Microcarriers, as injectable cell carriers, provide a new strategy for bone defect repair due to their advantages of large specific surface area, flexible and controllable size, and injectability. Magnesium ion (Mg2+) is important trace element and has been demonstrated to improve bone tissue regeneration. The development of bone tissue engineering microcarriers that can sustainably control Mg2+ release could show significant impacts on bone regeneration. Herein, chitosan (CS) microcarriers deposited with Mg2+-doped phase-transited lysozyme (PTL) were fabricated for accelerating bone regeneration. The results prove that Mg2+-doped PTL was successfully self-assembled onto CS microcarriers through hydrogen bonds and electrostatic interactions. The introduction of Mg2+-doped PTL in CS microcarriers increased zeta potential of the materials. The microcarriers exhibited a spherical and interconnected porous structure with sizes of 300–400 μm and pore sizes of 35–40 μm.

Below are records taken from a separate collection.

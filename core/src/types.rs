//! Wire DTOs for the Transkit API.
//!
//! # Design
//! Field names are the service's wire contract and are kept lowercase with
//! no separators. Response fields default when absent so a sparse server
//! reply still decodes. `consumedquota` is flattened into the transcription
//! responses by composition with `ConsumedQuota`.

use serde::{Deserialize, Serialize};
use serde_json::Value;

/// Consumed quota counter, reported on every metered call.
#[derive(Debug, Clone, Copy, Default, PartialEq, Eq, Serialize, Deserialize)]
pub struct ConsumedQuota {
    #[serde(rename = "consumedquota", default)]
    pub consumed_quota: i64,
}

/// Body of a synchronous transcription request.
#[derive(Debug, Clone, PartialEq, Serialize, Deserialize)]
pub struct OnlineTranscriptionRequest {
    /// Base64-encoded audio bytes.
    pub audio: String,
    pub pipeline: String,
    #[serde(default)]
    pub tags: Vec<String>,
}

/// One recognized word with its timing, in seconds.
#[derive(Debug, Clone, PartialEq, Serialize, Deserialize)]
pub struct OnlineWord {
    #[serde(default)]
    pub word: String,
    #[serde(default)]
    pub start: f64,
    #[serde(default)]
    pub length: f64,
    #[serde(default)]
    pub confidence: f64,
}

#[derive(Debug, Clone, Default, PartialEq, Serialize, Deserialize)]
pub struct OnlineTranscriptionResponse {
    #[serde(default)]
    pub text: String,
    #[serde(default, skip_serializing_if = "Option::is_none")]
    pub words: Option<Vec<OnlineWord>>,
    #[serde(default, skip_serializing_if = "Option::is_none")]
    pub error: Option<String>,
    #[serde(flatten)]
    pub quota: ConsumedQuota,
}

/// Body of an asynchronous transcription request.
///
/// `config` is caller-opaque JSON and is left out of the body entirely when
/// unset.
#[derive(Debug, Clone, PartialEq, Serialize, Deserialize)]
pub struct OfflineTranscriptionRequest {
    pub pipeline: String,
    pub url: String,
    #[serde(default, skip_serializing_if = "Option::is_none")]
    pub config: Option<Value>,
    #[serde(default)]
    pub tags: Vec<String>,
}

#[derive(Debug, Clone, Default, PartialEq, Eq, Serialize, Deserialize)]
pub struct OfflineTranscriptionResponse {
    #[serde(default)]
    pub id: String,
    #[serde(flatten)]
    pub quota: ConsumedQuota,
}

/// Structured error attached to a failed offline job.
#[derive(Debug, Clone, Default, PartialEq, Eq, Serialize, Deserialize)]
pub struct OfflineError {
    #[serde(default)]
    pub code: i64,
    #[serde(default)]
    pub message: String,
    #[serde(default)]
    pub module: String,
}

#[derive(Debug, Clone, Default, PartialEq, Eq, Serialize, Deserialize)]
pub struct OfflineTranscriptionStatusResponse {
    /// Server-defined job status code.
    #[serde(default)]
    pub status: i64,
    #[serde(default)]
    pub message: String,
    /// Result artifact location, once the job has produced one.
    #[serde(default, skip_serializing_if = "Option::is_none")]
    pub url: Option<String>,
    #[serde(default, skip_serializing_if = "Option::is_none")]
    pub error: Option<OfflineError>,
}

impl OfflineTranscriptionStatusResponse {
    pub fn is_failed(&self) -> bool {
        self.error.is_some()
    }
}

#[cfg(test)]
mod tests {
    use super::*;
    use serde_json::json;

    #[test]
    fn online_request_uses_wire_names_and_keeps_tag_order() {
        let req = OnlineTranscriptionRequest {
            audio: "AA==".to_string(),
            pipeline: "p".to_string(),
            tags: vec!["x".to_string(), "y".to_string()],
        };
        let body = serde_json::to_value(&req).unwrap();
        assert_eq!(body, json!({"audio": "AA==", "pipeline": "p", "tags": ["x", "y"]}));
    }

    #[test]
    fn online_request_without_tags_emits_empty_array() {
        let req = OnlineTranscriptionRequest {
            audio: "AA==".to_string(),
            pipeline: "p".to_string(),
            tags: Vec::new(),
        };
        let body = serde_json::to_value(&req).unwrap();
        assert_eq!(body["tags"], json!([]));
    }

    #[test]
    fn offline_request_omits_unset_config() {
        let req = OfflineTranscriptionRequest {
            pipeline: "p".to_string(),
            url: "https://a.example/a.wav".to_string(),
            config: None,
            tags: Vec::new(),
        };
        let text = serde_json::to_string(&req).unwrap();
        assert!(!text.contains("config"));
    }

    #[test]
    fn online_response_flattens_quota() {
        let resp: OnlineTranscriptionResponse = serde_json::from_str(
            r#"{"text":"kaixo","words":[{"word":"kaixo","start":0.1,"length":0.4,"confidence":0.9}],"consumedquota":12,"extra":true}"#,
        )
        .unwrap();
        assert_eq!(resp.text, "kaixo");
        assert_eq!(resp.quota.consumed_quota, 12);
        let words = resp.words.unwrap();
        assert_eq!(words.len(), 1);
        assert_eq!(words[0].word, "kaixo");
        assert!(resp.error.is_none());
    }

    #[test]
    fn online_response_distinguishes_empty_error_from_absent() {
        let resp: OnlineTranscriptionResponse =
            serde_json::from_str(r#"{"text":"","error":"","consumedquota":1}"#).unwrap();
        assert_eq!(resp.error.as_deref(), Some(""));
    }

    #[test]
    fn offline_response_serializes_quota_at_top_level() {
        let resp = OfflineTranscriptionResponse {
            id: "job-1".to_string(),
            quota: ConsumedQuota { consumed_quota: 7 },
        };
        let body = serde_json::to_value(&resp).unwrap();
        assert_eq!(body, json!({"id": "job-1", "consumedquota": 7}));
    }

    #[test]
    fn status_without_error_is_not_failed() {
        let resp: OfflineTranscriptionStatusResponse =
            serde_json::from_str(r#"{"status":1,"message":"queued"}"#).unwrap();
        assert!(!resp.is_failed());
        assert!(resp.url.is_none());
    }
}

Due to the PTL deposition, the microcarriers displayed controlled release of Mg2+. Moreover, they showed good degradation ability. In vitro, the composite microcarriers supported cell attachment and improved proliferation and osteogenic differentiation of stem cells, attributed to the combined effects of PTL and Mg2+. Furthermore, they stimulated cell migration and tube formation of HUVECs, and induced LPS-activated macrophages polarized to the anti-inflammatory M2 phenotype. In vivo, the microcarriers accelerated bone regeneration, enhanced angiogenesis, and reduced inflammation in a rat model of right medial femoral malleolus defects. In summary, the results demonstrate that the prepared composite microcarriers have potential to be used as a new type of microcarrier for bone tissue engineering applications.